TASK INSTRUCTIONS
Could you transcribe the material below exactly, without leaving out a single line?
--- START ---
//! In-process message store.
//!
//! Stands in for the vendor report system in tests and in the demo binary.
//! Handles are issued sequentially from 1, and first/next/last walk them in
//! that order. Messages collapse on `(comp_nr, inst_nr, msg_nr)`: publishing an
//! existing key updates it in place and keeps its handle.
//!
//! Lookups by mask walk the whole map: `first`, `next` and `last` are O(n), so
//! a full first/next walk is O(n²). Fine for test-sized stores.

use std::sync::atomic::{AtomicU32, AtomicU64, Ordering};
use std::time::{SystemTime, UNIX_EPOCH};

use dashmap::DashMap;

use crate::status::{ApiResult, ApiState};
use crate::store::{MessageMetadata, MessageStore};
use crate::types::{ClassMask, MsgClass, MsgHandle, MsgState, Timestamp};

/// One stored message, text already rendered.
#[derive(Debug, Clone, PartialEq, Eq)]
pub struct StoredMessage {
    pub class: MsgClass,
    pub comp_nr: u32,
    pub inst_nr: u32,
    pub msg_nr: u32,
    pub timestamp: Timestamp,
    pub param_count: u32,
    pub state: MsgState,
    pub protocol_var: u32,
    pub text: String,
}

impl StoredMessage {
    /// Message with the given key and text; everything else defaulted.
    pub fn new(class: MsgClass, comp_nr: u32, inst_nr: u32, msg_nr: u32, text: impl Into<String>) -> Self {
        Self {
            class,
            comp_nr,
            inst_nr,
            msg_nr,
            timestamp: now(),
            param_count: 0,
            state: MsgState::Undefined,
            protocol_var: 0,
            text: text.into(),
        }
    }

    pub fn with_state(mut self, state: MsgState) -> Self {
        self.state = state;
        self
    }

    fn key(&self) -> (u32, u32, u32) {
        (self.comp_nr, self.inst_nr, self.msg_nr)
    }
}

#[derive(Debug)]
pub struct InMemoryStore {
    messages: DashMap<u32, StoredMessage>,
    keys: DashMap<(u32, u32, u32), MsgHandle>,
    next_handle: AtomicU32,
    publishes: AtomicU64,
}

impl Default for InMemoryStore {
    fn default() -> Self {
        Self::new()
    }
}

impl InMemoryStore {
    pub fn new() -> Self {
        Self {
            messages: DashMap::new(),
            keys: DashMap::new(),
            next_handle: AtomicU32::new(1),
            publishes: AtomicU64::new(0),
        }
    }

    /// Store `msg`, replacing any message with the same key.
    pub fn insert(&self, msg: StoredMessage) -> MsgHandle {
        let handle = *self
            .keys
            .entry(msg.key())
            .or_insert_with(|| MsgHandle(self.next_handle.fetch_add(1, Ordering::Relaxed)));
        self.messages.insert(handle.0, msg);
        handle
    }

    pub fn get(&self, handle: MsgHandle) -> Option<StoredMessage> {
        self.messages.get(&handle.0).map(|m| m.value().clone())
    }

    pub fn len(&self) -> usize {
        self.messages.len()
    }

    pub fn is_empty(&self) -> bool {
        self.messages.is_empty()
    }

    /// Number of successful `publish` calls so far.
    pub fn publish_count(&self) -> u64 {
        self.publishes.load(Ordering::Relaxed)
    }

    fn matching(&self, mask: ClassMask) -> impl Iterator<Item = u32> + '_ {
        self.messages
            .iter()
            .filter(move |e| mask.contains(e.value().class))
            .map(|e| *e.key())
    }
}

impl MessageStore for InMemoryStore {
    fn handle(&self, class: MsgClass, comp_nr: u32, inst_nr: u32, msg_nr: u32) -> ApiResult<MsgHandle> {
        let handle = self
            .keys
            .get(&(comp_nr, inst_nr, msg_nr))
            .map(|h| *h.value())
            .ok_or(ApiState::NotOk)?;
        match self.messages.get(&handle.0) {
            Some(m) if m.value().class == class => Ok(handle),
            _ => Err(ApiState::NotOk),
        }
    }

    fn first(&self, mask: ClassMask) -> ApiResult<MsgHandle> {
        self.matching(mask).min().map(MsgHandle).ok_or(ApiState::NotOk)
    }

    fn next(&self, mask: ClassMask, after: MsgHandle) -> ApiResult<MsgHandle> {
        self.matching(mask)
            .filter(|h| *h > after.0)
            .min()
            .map(MsgHandle)
            .ok_or(ApiState::NotOk)
    }

    fn last(&self, mask: ClassMask) -> ApiResult<MsgHandle> {
        self.matching(mask).max().map(MsgHandle).ok_or(ApiState::NotOk)
    }

    fn metadata(&self, handle: MsgHandle) -> ApiResult<MessageMetadata> {
        let m = self.messages.get(&handle.0).ok_or(ApiState::RepSysInvalidHandle)?;
        let m = m.value();
        Ok(MessageMetadata {
            class_bits: m.class.bits(),
            comp_nr: m.comp_nr,
            inst_nr: m.inst_nr,
            msg_nr: m.msg_nr,
            timestamp: m.timestamp,
            param_count: m.param_count,
            state_code: m.state.code(),
            protocol_var: m.protocol_var,
        })
    }

    fn format_message(&self, handle: MsgHandle, buf: &mut [u8]) -> ApiResult<()> {
        let m = self.messages.get(&handle.0).ok_or(ApiState::RepSysInvalidHandle)?;
        if buf.is_empty() {
            return Err(ApiState::RepSysBufferTooSmall);
        }

        let text = m.value().text.as_bytes();
        let n = text.len().min(buf.len() - 1);
        buf[..n].copy_from_slice(&text[..n]);
        buf[n] = 0;

        if n < text.len() {
            Err(ApiState::StringChopped)
        } else {
            Ok(())
        }
    }

    fn publish(
        &self,
        class: MsgClass,
        comp_nr: u32,
        inst_nr: u32,
        msg_nr: u32,
        format: &str,
        args: &[&str],
    ) -> ApiResult<()> {
        let text = render(format, args);
        let existing = self.keys.get(&(comp_nr, inst_nr, msg_nr)).map(|h| *h.value());

        match existing.and_then(|h| self.messages.get_mut(&h.0)) {
            Some(mut m) => {
                let m = m.value_mut();
                m.class = class;
                m.text = text;
                m.timestamp = now();
            }
            None => {
                let mut msg = StoredMessage::new(class, comp_nr, inst_nr, msg_nr, text);
                msg.param_count = u32::try_from(args.len()).unwrap_or(u32::MAX);
                self.insert(msg);
            }
        }

        self.publishes.fetch_add(1, Ordering::Relaxed);
        Ok(())
    }
}

/// Minimal printf: `%s` takes the next argument, `%%` is a literal percent.
fn render(format: &str, args: &[&str]) -> String {
    let mut out = String::with_capacity(format.len());
    let mut args = args.iter();
    let mut chars = format.chars().peekable();

    while let Some(c) = chars.next() {
        if c != '%' {
            out.push(c);
            continue;
        }
        match chars.peek() {
            Some('s') => {
                chars.next();
                out.push_str(args.next().copied().unwrap_or_default());
            }
            Some('%') => {
                chars.next();
                out.push('%');
            }
            _ => out.push('%'),
        }
    }
    out
}

fn now() -> Timestamp {
    let d = SystemTime::now().duration_since(UNIX_EPOCH).unwrap_or_default();
    Timestamp::new(u32::try_from(d.as_secs()).unwrap_or(u32::MAX), d.subsec_nanos())
}

#[cfg(test)]
mod tests {
    use super::render;

    #[test]
    fn render_handles_percent_s_and_escapes() {
        assert_eq!(render("%s", &["hello"]), "hello");
        assert_eq!(render("%s-%s", &["a", "b"]), "a-b");
        assert_eq!(render("100%% %s", &["done"]), "100% done");
        assert_eq!(render("%s %s", &["only"]), "only ");
        assert_eq!(render("%d", &["x"]), "%d");
    }
}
--- END ---
RESULT FOR THIS EXERCISE
//! In-process message store.
//!
//! Stands in for the vendor report system in tests and in the demo binary.
//! Handles are issued sequentially from 1, and first/next/last walk them in
//! that order. Messages collapse on `(comp_nr, inst_nr, msg_nr)`: publishing an
//! existing key updates it in place and keeps its handle.
//!
//! Lookups by mask walk the whole map: `first`, `next` and `last` are O(n), so
//! a full first/next walk is O(n²). Fine for test-sized stores.

use std::sync::atomic::{AtomicU32, AtomicU64, Ordering};
use std::time::{SystemTime, UNIX_EPOCH};

use dashmap::DashMap;

use crate::status::{ApiResult, ApiState};
use crate::store::{MessageMetadata, MessageStore};
use crate::types::{ClassMask, MsgClass, MsgHandle, MsgState, Timestamp};

/// One stored message, text already rendered.
#[derive(Debug, Clone, PartialEq, Eq)]
pub struct StoredMessage {
    pub class: MsgClass,
    pub comp_nr: u32,
    pub inst_nr: u32,
    pub msg_nr: u32,
    pub timestamp: Timestamp,
    pub param_count: u32,
    pub state: MsgState,
    pub protocol_var: u32,
    pub text: String,
}

impl StoredMessage {
    /// Message with the given key and text; everything else defaulted.
    pub fn new(class: MsgClass, comp_nr: u32, inst_nr: u32, msg_nr: u32, text: impl Into<String>) -> Self {
        Self {
            class,
            comp_nr,
            inst_nr,
            msg_nr,
            timestamp: now(),
            param_count: 0,
            state: MsgState::Undefined,
            protocol_var: 0,
            text: text.into(),
        }
    }

    pub fn with_state(mut self, state: MsgState) -> Self {
        self.state = state;
        self
    }

    fn key(&self) -> (u32, u32, u32) {
        (self.comp_nr, self.inst_nr, self.msg_nr)
    }
}

#[derive(Debug)]
pub struct InMemoryStore {
    messages: DashMap<u32, StoredMessage>,
    keys: DashMap<(u32, u32, u32), MsgHandle>,
    next_handle: AtomicU32,
    publishes: AtomicU64,
}

impl Default for InMemoryStore {
    fn default() -> Self {
        Self::new()
    }
}

impl InMemoryStore {
    pub fn new() -> Self {
        Self {
            messages: DashMap::new(),
            keys: DashMap::new(),
            next_handle: AtomicU32::new(1),
            publishes: AtomicU64::new(0),
        }
    }

    /// Store `msg`, replacing any message with the same key.
    pub fn insert(&self, msg: StoredMessage) -> MsgHandle {
        let handle = *self
            .keys
            .entry(msg.key())
            .or_insert_with(|| MsgHandle(self.next_handle.fetch_add(1, Ordering::Relaxed)));
        self.messages.insert(handle.0, msg);
        handle
    }

    pub fn get(&self, handle: MsgHandle) -> Option<StoredMessage> {
        self.messages.get(&handle.0).map(|m| m.value().clone())
    }

    pub fn len(&self) -> usize {
        self.messages.len()
    }

    pub fn is_empty(&self) -> bool {
        self.messages.is_empty()
    }

    /// Number of successful `publish` calls so far.
    pub fn publish_count(&self) -> u64 {
        self.publishes.load(Ordering::Relaxed)
    }

    fn matching(&self, mask: ClassMask) -> impl Iterator<Item = u32> + '_ {
        self.messages
            .iter()
            .filter(move |e| mask.contains(e.value().class))
            .map(|e| *e.key())
    }
}

impl MessageStore for InMemoryStore {
    fn handle(&self, class: MsgClass, comp_nr: u32, inst_nr: u32, msg_nr: u32) -> ApiResult<MsgHandle> {
        let handle = self
            .keys
            .get(&(comp_nr, inst_nr, msg_nr))
            .map(|h| *h.value())
            .ok_or(ApiState::NotOk)?;
        match self.messages.get(&handle.0) {
            Some(m) if m.value().class == class => Ok(handle),
            _ => Err(ApiState::NotOk),
        }
    }

    fn first(&self, mask: ClassMask) -> ApiResult<MsgHandle> {
        self.matching(mask).min().map(MsgHandle).ok_or(ApiState::NotOk)
    }

    fn next(&self, mask: ClassMask, after: MsgHandle) -> ApiResult<MsgHandle> {
        self.matching(mask)
            .filter(|h| *h > after.0)
            .min()
            .map(MsgHandle)
            .ok_or(ApiState::NotOk)
    }

    fn last(&self, mask: ClassMask) -> ApiResult<MsgHandle> {
        self.matching(mask).max().map(MsgHandle).ok_or(ApiState::NotOk)
    }

    fn metadata(&self, handle: MsgHandle) -> ApiResult<MessageMetadata> {
        let m = self.messages.get(&handle.0).ok_or(ApiState::RepSysInvalidHandle)?;
        let m = m.value();
        Ok(MessageMetadata {
            class_bits: m.class.bits(),
            comp_nr: m.comp_nr,
            inst_nr: m.inst_nr,
            msg_nr: m.msg_nr,
            timestamp: m.timestamp,
            param_count: m.param_count,
            state_code: m.state.code(),
            protocol_var: m.protocol_var,
        })
    }

    fn format_message(&self, handle: MsgHandle, buf: &mut [u8]) -> ApiResult<()> {
        let m = self.messages.get(&handle.0).ok_or(ApiState::RepSysInvalidHandle)?;
        if buf.is_empty() {
            return Err(ApiState::RepSysBufferTooSmall);
        }

        let text = m.value().text.as_bytes();
        let n = text.len().min(buf.len() - 1);
        buf[..n].copy_from_slice(&text[..n]);
        buf[n] = 0;

        if n < text.len() {
            Err(ApiState::StringChopped)
        } else {
            Ok(())
        }
    }

    fn publish(
        &self,
        class: MsgClass,
        comp_nr: u32,
        inst_nr: u32,
        msg_nr: u32,
        format: &str,
        args: &[&str],
    ) -> ApiResult<()> {
        let text = render(format, args);
        let existing = self.keys.get(&(comp_nr, inst_nr, msg_nr)).map(|h| *h.value());

        match existing.and_then(|h| self.messages.get_mut(&h.0)) {
            Some(mut m) => {
                let m = m.value_mut();
                m.class = class;
                m.text = text;
                m.timestamp = now();
            }
            None => {
                let mut msg = StoredMessage::new(class, comp_nr, inst_nr, msg_nr, text);
                msg.param_count = u32::try_from(args.len()).unwrap_or(u32::MAX);
                self.insert(msg);
            }
        }

        self.publishes.fetch_add(1, Ordering::Relaxed);
        Ok(())
    }
}

/// Minimal printf: `%s` takes the next argument, `%%` is a literal percent.
fn render(format: &str, args: &[&str]) -> String {
    let mut out = String::with_capacity(format.len());
    let mut args = args.iter();
    let mut chars = format.chars().peekable();

    while let Some(c) = chars.next() {
        if c != '%' {
            out.push(c);
            continue;
        }
        match chars.peek() {
            Some('s') => {
                chars.next();
                out.push_str(args.next().copied().unwrap_or_default());
            }
            Some('%') => {
                chars.next();
                out.push('%');
            }
            _ => out.push('%'),
        }
    }
    out
}

fn now() -> Timestamp {
    let d = SystemTime::now().duration_since(UNIX_EPOCH).unwrap_or_default();
    Timestamp::new(u32::try_from(d.as_secs()).unwrap_or(u32::MAX), d.subsec_nanos())
}

#[cfg(test)]
mod tests {
    use super::render;

    #[test]
    fn render_handles_percent_s_and_escapes() {
        assert_eq!(render("%s", &["hello"]), "hello");
        assert_eq!(render("%s-%s", &["a", "b"]), "a-b");
        assert_eq!(render("100%% %s", &["done"]), "100% done");
        assert_eq!(render("%s %s", &["only"]), "only ");
        assert_eq!(render("%d", &["x"]), "%d");
    }
}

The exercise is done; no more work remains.